Бывает что у тебя с режиссером оказываются как бы разные группы крови. Я как-то снимался в телефильме «Собака на сене». Прекрасный литературный материал. Очаровательный, умный, я бы даже сказал, изысканный режиссер Ян Борисович Фрид. Я с огромной радостью согласился на роль. И почти сразу началось несовпадение с этим прекрасным режиссером. Он мыслил обобщенными эстетическими категориями. А мне важно было естество моего героя, что он за человек, как ходит, улыбается. Я измучился, я попал «не на ту улицу». Вот я и потерпел неудачу в, казалось бы, прекрасной и выигрышной работе. А вот удачу объяснить труднее. Большая актерская удача — это каждый раз уникальное явление Так что, уверен, на использование актеров нельзя ввести разнарядку.
— И все-таки можно понять кинорежиссеров, которые ищут актеров на периферии и не только в надежде открыть новый талант, но и «свежее лицо», не примелькавшееся зрителям. Не случайно режиссеры приглашают даже непрофессионалов.

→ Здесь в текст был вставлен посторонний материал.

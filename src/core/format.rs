use std::fmt::Display;

use chrono::{DateTime, Datelike, Local, NaiveDateTime, TimeZone, Utc};
use url::Url;

/// Human readable age of `ts` as seen at `now`.
pub fn relative_time<Tz>(ts: &DateTime<Tz>, now: &DateTime<Tz>) -> String
where
    Tz: TimeZone,
    Tz::Offset: Display,
{
    let elapsed = now.clone().signed_duration_since(ts.clone());
    let mins = elapsed.num_minutes();
    let hours = mins / 60;
    let days = hours / 24;

    if mins < 1 {
        "Just now".to_string()
    } else if mins < 60 {
        format!("{mins}m ago")
    } else if hours < 24 {
        format!("{hours}h ago")
    } else if days < 7 {
        format!("{days}d ago")
    } else if ts.year() != now.year() {
        ts.format("%b %-d, %Y").to_string()
    } else {
        ts.format("%b %-d").to_string()
    }
}

/// Accepts RFC 3339 and offset-less ISO 8601 (taken as UTC).
pub fn parse_timestamp(raw: &str) -> Option<DateTime<Utc>> {
    let raw = raw.trim();
    if let Ok(ts) = DateTime::parse_from_rfc3339(raw) {
        return Some(ts.with_timezone(&Utc));
    }
    ["%Y-%m-%dT%H:%M:%S%.f", "%Y-%m-%d %H:%M:%S%.f"]
        .iter()
        .find_map(|fmt| NaiveDateTime::parse_from_str(raw, fmt).ok())
        .map(|naive| naive.and_utc())
}

pub fn format_created_at(raw: &str, now: &DateTime<Local>) -> String {
    match parse_timestamp(raw) {
        Some(ts) => relative_time(&ts.with_timezone(&Local), now),
        None => raw.to_string(),
    }
}

/// Last non-empty path segment of a profile URL, or the input unchanged
/// when it is not a URL.
pub fn extract_slug(raw: &str) -> String {
    Url::parse(raw)
        .ok()
        .and_then(|url| {
            url.path_segments()?
                .filter(|segment| !segment.is_empty())
                .last()
                .map(str::to_string)
        })
        .unwrap_or_else(|| raw.to_string())
}

/// First word of the best available display name.
pub fn first_name(profile_name: Option<&str>, session_name: Option<&str>) -> String {
    [profile_name, session_name]
        .into_iter()
        .flatten()
        .map(str::trim)
        .find(|name| !name.is_empty())
        .and_then(|name| name.split(' ').next())
        .unwrap_or("User")
        .to_string()
}

#[cfg(test)]
mod tests {
    use chrono::Duration;

    use super::*;

    fn now() -> DateTime<Utc> {
        Utc.with_ymd_and_hms(2026, 6, 15, 12, 0, 0).unwrap()
    }

    fn ago(d: Duration) -> String {
        let now = now();
        relative_time(&(now - d), &now)
    }

    #[test]
    fn test_relative_time_buckets() {
        assert_eq!(ago(Duration::seconds(30)), "Just now");
        assert_eq!(ago(Duration::minutes(5)), "5m ago");
        assert_eq!(ago(Duration::hours(3)), "3h ago");
        assert_eq!(ago(Duration::days(2)), "2d ago");
    }

    #[test]
    fn test_relative_time_bucket_edges() {
        assert_eq!(ago(Duration::seconds(59)), "Just now");
        assert_eq!(ago(Duration::minutes(59)), "59m ago");
        assert_eq!(ago(Duration::minutes(60)), "1h ago");
        assert_eq!(ago(Duration::hours(24)), "1d ago");
        assert_eq!(ago(Duration::days(6)), "6d ago");
    }

    #[test]
    fn test_relative_time_calendar_dates() {
        assert_eq!(ago(Duration::days(10)), "Jun 5");
        assert_eq!(ago(Duration::days(400)), "May 11, 2025");
    }

    #[test]
    fn test_future_timestamp_is_just_now() {
        assert_eq!(ago(Duration::minutes(-5)), "Just now");
    }

    #[test]
    fn test_parse_timestamp_formats() {
        let expected = Utc.with_ymd_and_hms(2026, 10, 14, 9, 30, 0).unwrap();
        assert_eq!(parse_timestamp("2026-10-14T09:30:00Z"), Some(expected));
        assert_eq!(parse_timestamp("2026-10-14T11:30:00+02:00"), Some(expected));
        assert_eq!(parse_timestamp("2026-10-14T09:30:00"), Some(expected));
        assert_eq!(parse_timestamp("2026-10-14 09:30:00.000"), Some(expected));
        assert_eq!(parse_timestamp("yesterday"), None);
    }

    #[test]
    fn test_format_created_at_falls_back_to_raw() {
        assert_eq!(format_created_at("garbage", &Local::now()), "garbage");
    }

    #[test]
    fn test_extract_slug() {
        assert_eq!(
            extract_slug("https://www.linkedin.com/in/jane-doe/"),
            "jane-doe"
        );
        assert_eq!(
            extract_slug("https://www.linkedin.com/in/jane-doe?trk=x"),
            "jane-doe"
        );
        assert_eq!(extract_slug("not a url"), "not a url");
        assert_eq!(
            extract_slug("https://www.linkedin.com/in/jane doe/"),
            "jane%20doe"
        );
        assert_eq!(
            extract_slug("https://www.linkedin.com/"),
            "https://www.linkedin.com/"
        );
    }

    #[test]
    fn test_first_name_fallbacks() {
        assert_eq!(first_name(Some("Jane Doe"), Some("jd@x.io")), "Jane");
        assert_eq!(first_name(Some("  "), Some("Sam Lee")), "Sam");
        assert_eq!(first_name(None, None), "User");
    }
}
use std::sync::Arc;

#[derive(Debug, Clone, PartialEq, Eq, thiserror::Error)]
pub enum SessionError {
    #[error("Not signed in")]
    SignedOut,
    #[error("Token command failed: {0}")]
    Command(String),
}

pub type Result<T> = std::result::Result<T, SessionError>;

/// Source of bearer tokens. Called once per load; implementations own any
/// caching or renewal.
#[async_trait::async_trait]
pub trait TokenProvider: Send + Sync {
    async fn bearer_token(&self) -> Result<Option<String>>;
}

pub struct StaticTokenProvider {
    token: Option<String>,
}

impl StaticTokenProvider {
    pub fn new(token: impl Into<String>) -> Self {
        let token = token.into();
        Self {
            token: (!token.trim().is_empty()).then(|| token.trim().to_string()),
        }
    }
}

#[async_trait::async_trait]
impl TokenProvider for StaticTokenProvider {
    async fn bearer_token(&self) -> Result<Option<String>> {
        Ok(self.token.clone())
    }
}

/// Runs a shell command for every token request and uses its stdout.
pub struct CommandTokenProvider {
    command: String,
}

impl CommandTokenProvider {
    pub fn new(command: &str) -> Self {
        Self {
            command: shellexpand::tilde(command).into_owned(),
        }
    }
}

#[async_trait::async_trait]
impl TokenProvider for CommandTokenProvider {
    async fn bearer_token(&self) -> Result<Option<String>> {
        let output = tokio::process::Command::new("sh")
            .arg("-c")
            .arg(&self.command)
            .output()
            .await
            .map_err(|e| SessionError::Command(e.to_string()))?;

        if !output.status.success() {
            let stderr = String::from_utf8_lossy(&output.stderr);
            return Err(SessionError::Command(format!(
                "exited with {}: {}",
                output.status,
                stderr.trim()
            )));
        }

        let token = String::from_utf8_lossy(&output.stdout).trim().to_string();
        Ok((!token.is_empty()).then_some(token))
    }
}

struct SignedOutProvider;

#[async_trait::async_trait]
impl TokenProvider for SignedOutProvider {
    async fn bearer_token(&self) -> Result<Option<String>> {
        Err(SessionError::SignedOut)
    }
}

#[derive(Debug, Clone, Default, PartialEq, Eq)]
pub struct SessionUser {
    pub email: Option<String>,
    pub full_name: Option<String>,
}

impl SessionUser {
    pub fn display_name(&self) -> Option<&str> {
        self.full_name
            .as_deref()
            .or(self.email.as_deref())
            .filter(|s| !s.trim().is_empty())
    }
}

/// Signed-in identity for the whole app. Created at startup, replaced on
/// sign-in and torn down on sign-out.
pub struct Session {
    user: Option<SessionUser>,
    provider: Arc<dyn TokenProvider>,
}

impl Session {
    pub fn signed_out() -> Self {
        Self {
            user: None,
            provider: Arc::new(SignedOutProvider),
        }
    }

    pub fn with_provider(user: SessionUser, provider: Arc<dyn TokenProvider>) -> Self {
        Self {
            user: Some(user),
            provider,
        }
    }

    pub fn init(token: Option<&str>, token_command: Option<&str>) -> Self {
        if let Some(token) = token.filter(|t| !t.trim().is_empty()) {
            log::info!("Using configured session token");
            return Self::with_provider(
                SessionUser::default(),
                Arc::new(StaticTokenProvider::new(token)),
            );
        }
        if let Some(command) = token_command.filter(|c| !c.trim().is_empty()) {
            log::info!("Using token command for session");
            return Self::with_provider(
                SessionUser::default(),
                Arc::new(CommandTokenProvider::new(command)),
            );
        }
        Self::signed_out()
    }

    pub fn sign_in(&mut self, user: SessionUser, token: &str) {
        self.user = Some(user);
        self.provider = Arc::new(StaticTokenProvider::new(token));
    }

    pub fn sign_out(&mut self) {
        self.user = None;
        self.provider = Arc::new(SignedOutProvider);
    }

    pub fn is_signed_in(&self) -> bool {
        self.user.is_some()
    }

    pub fn user(&self) -> Option<&SessionUser> {
        self.user.as_ref()
    }

    pub fn token_provider(&self) -> Arc<dyn TokenProvider> {
        self.provider.clone()
    }
}

#[cfg(test)]
mod tests {
    use super::*;

    #[tokio::test]
    async fn test_static_provider_trims_and_drops_empty() {
        let p = StaticTokenProvider::new("  abc  ");
        assert_eq!(p.bearer_token().await, Ok(Some("abc".into())));
        let p = StaticTokenProvider::new("   ");
        assert_eq!(p.bearer_token().await, Ok(None));
    }

    #[tokio::test]
    async fn test_sign_out_tears_down_provider() {
        let mut session = Session::signed_out();
        assert!(!session.is_signed_in());

        session.sign_in(
            SessionUser {
                email: Some("jane@example.com".into()),
                full_name: None,
            },
            "tok",
        );
        assert!(session.is_signed_in());
        assert_eq!(
            session.user().and_then(|u| u.display_name()),
            Some("jane@example.com")
        );
        assert_eq!(
            session.token_provider().bearer_token().await,
            Ok(Some("tok".into()))
        );

        session.sign_out();
        assert!(!session.is_signed_in());
        assert_eq!(
            session.token_provider().bearer_token().await,
            Err(SessionError::SignedOut)
        );
    }

    #[test]
    fn test_init_prefers_static_token() {
        assert!(Session::init(Some("t"), Some("echo x")).is_signed_in());
        assert!(Session::init(None, Some("echo x")).is_signed_in());
        assert!(!Session::init(Some(" "), None).is_signed_in());
    }

    #[cfg(unix)]
    #[tokio::test]
    async fn test_command_provider_reads_stdout() {
        let p = CommandTokenProvider::new("printf ' secret\\n'");
        assert_eq!(p.bearer_token().await, Ok(Some("secret".into())));
    }

    #[cfg(unix)]
    #[tokio::test]
    async fn test_command_provider_reports_failure() {
        let p = CommandTokenProvider::new("echo denied >&2; exit 3");
        match p.bearer_token().await {
            Err(SessionError::Command(msg)) => assert!(msg.contains("denied")),
            other => panic!("expected command error, got {other:?}"),
        }
    }
}
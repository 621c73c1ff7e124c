use iced::Theme;

use crate::app::AppTheme;

/// `None` defers to the desktop's light/dark preference.
pub fn resolve_theme(theme: AppTheme) -> Option<Theme> {
    match theme {
        AppTheme::System => None,
        AppTheme::Light => Some(Theme::Light),
        AppTheme::Dark => Some(Theme::Dark),
    }
}
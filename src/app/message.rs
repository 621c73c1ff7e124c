use crate::core::{api::ApiError, profile::Profile, refresh::Snapshot};

use super::{AppTheme, route::Route};

#[derive(Debug, Clone)]
pub enum Message {
    NavigateTo(Route),
    ThemeChanged(AppTheme),
    SignOut,

    Dashboard(DashboardMessage),
    Activity(ActivityMessage),
    Billing(BillingMessage),
    Integrations(IntegrationsMessage),
    Login(LoginMessage),
}

#[derive(Debug, Clone)]
pub enum DashboardMessage {
    Refresh,
    Loaded(u64, Result<Snapshot, ApiError>),
}

#[derive(Debug, Clone)]
pub enum ActivityMessage {
    Refresh,
    PageChanged(u32),
    PollTick,
    Loaded(u64, Result<Snapshot, ApiError>),
}

#[derive(Debug, Clone)]
pub enum BillingMessage {
    Loaded(u64, Result<Profile, ApiError>),
    Upgrade(&'static str),
    DismissNotice,
}

#[derive(Debug, Clone)]
pub enum IntegrationsMessage {
    Connect(&'static str),
    DismissNotice,
}

#[derive(Debug, Clone)]
pub enum LoginMessage {
    EmailChanged(String),
    TokenChanged(String),
    Submit,
}
use iced::{
    Background, Border, Color, Shadow, Theme, Vector,
    border::Radius,
    widget::{button, container, progress_bar},
};

use crate::core::{logs::LogStatus, profile::UsageLevel};

pub mod font_size {
    pub const DISPLAY: f32 = 28.0;
    pub const TITLE: f32 = 24.0;
    pub const HEADING: f32 = 17.0;
    pub const BODY: f32 = 14.0;
    pub const SMALL: f32 = 13.0;
    pub const CAPTION: f32 = 12.0;
    pub const BADGE: f32 = 11.0;
}

pub mod spacing {
    pub const XXXS: f32 = 2.0;
    pub const XXS: f32 = 4.0;
    pub const XS: f32 = 6.0;
    pub const SM: f32 = 8.0;
    pub const MD: f32 = 12.0;
    pub const LG: f32 = 16.0;
    pub const XL: f32 = 20.0;
    pub const XXL: f32 = 24.0;
    pub const XXXL: f32 = 32.0;
}

pub mod radius {
    pub const NONE: f32 = 0.0;
    pub const LG: f32 = 8.0;
    pub const XL: f32 = 12.0;
    pub const FULL: f32 = 9999.0;
}

fn radius_top(r: f32) -> Radius {
    Radius {
        top_left: r,
        top_right: r,
        bottom_right: 0.0,
        bottom_left: 0.0,
    }
}

fn is_dark(theme: &Theme) -> bool {
    theme.extended_palette().background.base.color.r < 0.5
}

pub fn muted_text(theme: &Theme) -> iced::widget::text::Style {
    let palette = theme.extended_palette();
    iced::widget::text::Style {
        color: Some(palette.background.strong.text.scale_alpha(0.7)),
    }
}

pub fn accent_text(theme: &Theme) -> iced::widget::text::Style {
    iced::widget::text::Style {
        color: Some(theme.extended_palette().primary.base.color),
    }
}

pub fn loading_screen(theme: &Theme) -> container::Style {
    let palette = theme.extended_palette();
    container::Style {
        text_color: Some(palette.primary.base.color),
        background: Some(palette.background.base.color.into()),
        ..Default::default()
    }
}

// --- Top Bar ---

pub fn header_container(theme: &Theme) -> container::Style {
    let palette = theme.extended_palette();
    container::Style {
        background: Some(palette.background.base.color.into()),
        border: Border {
            width: 1.0,
            color: palette.background.strong.color,
            radius: radius::NONE.into(),
        },
        ..Default::default()
    }
}

pub fn brand_mark(theme: &Theme) -> container::Style {
    let palette = theme.extended_palette();
    container::Style {
        background: Some(palette.primary.base.color.into()),
        text_color: Some(palette.primary.base.text),
        border: Border {
            radius: radius::LG.into(),
            ..Default::default()
        },
        ..Default::default()
    }
}

pub fn nav_active_button(theme: &Theme, _status: button::Status) -> button::Style {
    let palette = theme.extended_palette();
    button::Style {
        background: Some(palette.primary.weak.color.scale_alpha(0.35).into()),
        text_color: palette.primary.base.color,
        border: Border {
            radius: radius::LG.into(),
            ..Default::default()
        },
        ..Default::default()
    }
}

pub fn nav_button(theme: &Theme, status: button::Status) -> button::Style {
    let palette = theme.extended_palette();
    let text_color = if is_dark(theme) {
        Color::from_rgb(0.75, 0.75, 0.78)
    } else {
        Color::from_rgb(0.42, 0.45, 0.5)
    };
    let background = match status {
        button::Status::Hovered | button::Status::Pressed => {
            Some(palette.background.weak.color.into())
        }
        _ => None,
    };
    button::Style {
        background,
        text_color,
        border: Border {
            radius: radius::LG.into(),
            ..Default::default()
        },
        ..Default::default()
    }
}

// --- Cards ---

pub fn card(theme: &Theme) -> container::Style {
    let palette = theme.extended_palette();
    container::Style {
        background: Some(palette.background.base.color.into()),
        border: Border {
            radius: radius::XL.into(),
            width: 1.0,
            color: palette.background.strong.color,
        },
        shadow: Shadow {
            color: Color {
                a: 0.06,
                ..Color::BLACK
            },
            offset: Vector::new(0.0, 1.0),
            blur_radius: 4.0,
        },
        ..Default::default()
    }
}

pub fn highlighted_card(theme: &Theme) -> container::Style {
    let palette = theme.extended_palette();
    container::Style {
        border: Border {
            radius: radius::XL.into(),
            width: 1.5,
            color: palette.primary.base.color.scale_alpha(0.4),
        },
        ..card(theme)
    }
}

pub fn dimmed_card(theme: &Theme) -> container::Style {
    let base = card(theme);
    container::Style {
        text_color: Some(theme.extended_palette().background.strong.text.scale_alpha(0.6)),
        ..base
    }
}

pub fn card_accent_top(theme: &Theme) -> container::Style {
    let palette = theme.extended_palette();
    container::Style {
        background: Some(palette.primary.base.color.into()),
        border: Border {
            radius: radius_top(radius::XL),
            width: 0.0,
            ..Default::default()
        },
        ..Default::default()
    }
}

pub fn icon_tile(theme: &Theme) -> container::Style {
    let palette = theme.extended_palette();
    container::Style {
        background: Some(palette.primary.weak.color.scale_alpha(0.2).into()),
        border: Border {
            radius: radius::XL.into(),
            width: 1.0,
            color: palette.primary.weak.color.scale_alpha(0.5),
        },
        ..Default::default()
    }
}

pub fn table_header(theme: &Theme) -> container::Style {
    let palette = theme.extended_palette();
    container::Style {
        background: Some(palette.background.weak.color.into()),
        border: Border {
            width: 1.0,
            color: palette.background.strong.color,
            radius: radius::NONE.into(),
        },
        ..Default::default()
    }
}

// --- Badges ---

fn pill(background: Color, border: Color, text: Color) -> container::Style {
    container::Style {
        background: Some(background.into()),
        border: Border {
            radius: radius::FULL.into(),
            width: 1.0,
            color: border,
        },
        text_color: Some(text),
        ..Default::default()
    }
}

pub fn badge_success(theme: &Theme) -> container::Style {
    let palette = theme.extended_palette();
    pill(
        palette.success.weak.color,
        palette.success.base.color,
        palette.success.strong.color,
    )
}

pub fn badge_primary(theme: &Theme) -> container::Style {
    let palette = theme.extended_palette();
    pill(
        palette.primary.weak.color,
        palette.primary.base.color,
        palette.primary.strong.color,
    )
}

pub fn badge_danger(theme: &Theme) -> container::Style {
    let palette = theme.extended_palette();
    pill(
        palette.danger.weak.color,
        palette.danger.base.color,
        palette.danger.strong.color,
    )
}

pub fn badge_neutral(theme: &Theme) -> container::Style {
    let palette = theme.extended_palette();
    pill(
        palette.background.weak.color,
        palette.background.strong.color,
        palette.background.base.text,
    )
}

pub fn badge_warning(theme: &Theme) -> container::Style {
    if is_dark(theme) {
        pill(
            Color::from_rgb(0.5, 0.38, 0.05),
            Color::from_rgb(0.75, 0.58, 0.12),
            Color::from_rgb(1.0, 0.92, 0.65),
        )
    } else {
        pill(
            Color::from_rgb(1.0, 0.96, 0.88),
            Color::from_rgb(0.82, 0.65, 0.15),
            Color::from_rgb(0.52, 0.38, 0.02),
        )
    }
}

pub fn status_badge(status: LogStatus) -> fn(&Theme) -> container::Style {
    match status {
        LogStatus::Success => badge_success,
        LogStatus::Pending => badge_primary,
        LogStatus::Retrying => badge_warning,
        LogStatus::Failed => badge_danger,
        LogStatus::Unknown => badge_neutral,
    }
}

// --- Banners ---

pub fn error_banner(theme: &Theme) -> container::Style {
    let palette = theme.extended_palette();
    container::Style {
        background: Some(palette.danger.weak.color.scale_alpha(0.25).into()),
        text_color: Some(palette.danger.base.color),
        border: Border {
            width: 1.0,
            color: palette.danger.weak.color,
            radius: radius::LG.into(),
        },
        ..Default::default()
    }
}

pub fn notice_banner(theme: &Theme) -> container::Style {
    let palette = theme.extended_palette();
    container::Style {
        background: Some(palette.primary.weak.color.scale_alpha(0.25).into()),
        text_color: Some(palette.primary.strong.color),
        border: Border {
            width: 1.0,
            color: palette.primary.weak.color,
            radius: radius::LG.into(),
        },
        ..Default::default()
    }
}

// --- Usage bar ---

pub fn usage_bar(theme: &Theme, level: UsageLevel) -> progress_bar::Style {
    let palette = theme.extended_palette();
    let bar = match level {
        UsageLevel::Normal => palette.primary.base.color,
        UsageLevel::Warning => Color::from_rgb(0.96, 0.62, 0.04),
        UsageLevel::Exhausted => palette.danger.base.color,
    };
    progress_bar::Style {
        background: Background::Color(palette.background.weak.color),
        bar: Background::Color(bar),
        border: Border {
            radius: radius::FULL.into(),
            ..Default::default()
        },
    }
}

// --- Buttons ---

pub fn outlined_button(theme: &Theme, status: button::Status) -> button::Style {
    let palette = theme.extended_palette();
    let border = Border {
        radius: radius::LG.into(),
        width: 1.0,
        color: palette.primary.base.color.scale_alpha(0.4),
    };
    match status {
        button::Status::Hovered => button::Style {
            background: Some(palette.primary.weak.color.scale_alpha(0.35).into()),
            text_color: palette.primary.strong.color,
            border,
            ..Default::default()
        },
        button::Status::Pressed => button::Style {
            background: Some(palette.primary.weak.color.into()),
            text_color: palette.primary.strong.color,
            border,
            ..Default::default()
        },
        button::Status::Disabled => button::Style {
            background: None,
            text_color: palette.primary.base.color.scale_alpha(0.4),
            border: Border {
                color: palette.background.strong.color,
                ..border
            },
            ..Default::default()
        },
        button::Status::Active => button::Style {
            background: Some(palette.primary.weak.color.scale_alpha(0.15).into()),
            text_color: palette.primary.base.color,
            border,
            ..Default::default()
        },
    }
}

/// Text-only button used for in-card links such as "View all".
pub fn link_button(theme: &Theme, status: button::Status) -> button::Style {
    let palette = theme.extended_palette();
    let text_color = match status {
        button::Status::Hovered | button::Status::Pressed => palette.primary.strong.color,
        _ => palette.primary.base.color,
    };
    button::Style {
        background: None,
        text_color,
        ..Default::default()
    }
}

— Проблема использования непрофессионалов — сложная проблема. Не забудем, например, что учившаяся на факультете журналистики Ия Саввина «оказалась» среди нашего брата, потому что она родилась актрисой и быстро стала полноправным мастером актерского цеха. Значит, речь идет об открытии режиссером таланта, а не «незнакомого лица». Я придаю огромное значение авторитету актера, не популярности, а авторитету. Я совершенно уверен, что если бы отца солдата играл не Серго Закариадзе, то мы не сразу бы приняли с такой верой святое неистовство этого старого крестьянина, у нас много времени ушло бы уже по ходу фильма на «принятие» актера.
Когда мы идем «на Ульянова или «на Смоктуновского», мы не тратим времени на суетные предположения — а что это за актер такой, мы идем не на предвкушение сенсации, а на искусство. Уж куда чаще сниматься, чем Жан Габен или Фернандель! А ничего, ни разу не «примелькались».
— А режиссером вы не собираетесь стать?
— Я говорил, что люблю много работать. Но при этом я люблю заниматься своим делом.
— Интенсивность участия в съемках, видимо, требует определенного режима работы, ритма жизни?
— Тут ничего оригинального не придумаешь — дисциплина, жесткий творческий режим.
Можно ли этот режим несколько раскрепостить, отказавшись от чего-то во имя другого? Ну, допустим, снимаясь сейчас в «Тегеране» у А. Алова и В. Наумова, взять творческий отпуск в театре? Пожалуй, не могу. Не могу без вечернего спектакля, без дневных репетиций. Я уже вжился в этот режим, это моя творческая и человеческая потребность. Послабление ведет не к раскрепощенности, а к «растренированности». Понимаете, я очень серьезно отношусь к неиспользованным резервам человека. Физические возможности наукой более или менее изучены, а вот эмоциональные резервы еще во многом — тайна. Для меня, например, непостижим внутренний режим работы А. Райкина, С Рихтера.
— Но разве дело только в количестве работы?..
— Конечно, нет! Зритель ждет от нас качества. Каким путем актер добивается его, в конце-то концов зрителя интересует мало. В одном я уверен наверняка: без трудолюбия здесь не обойтись.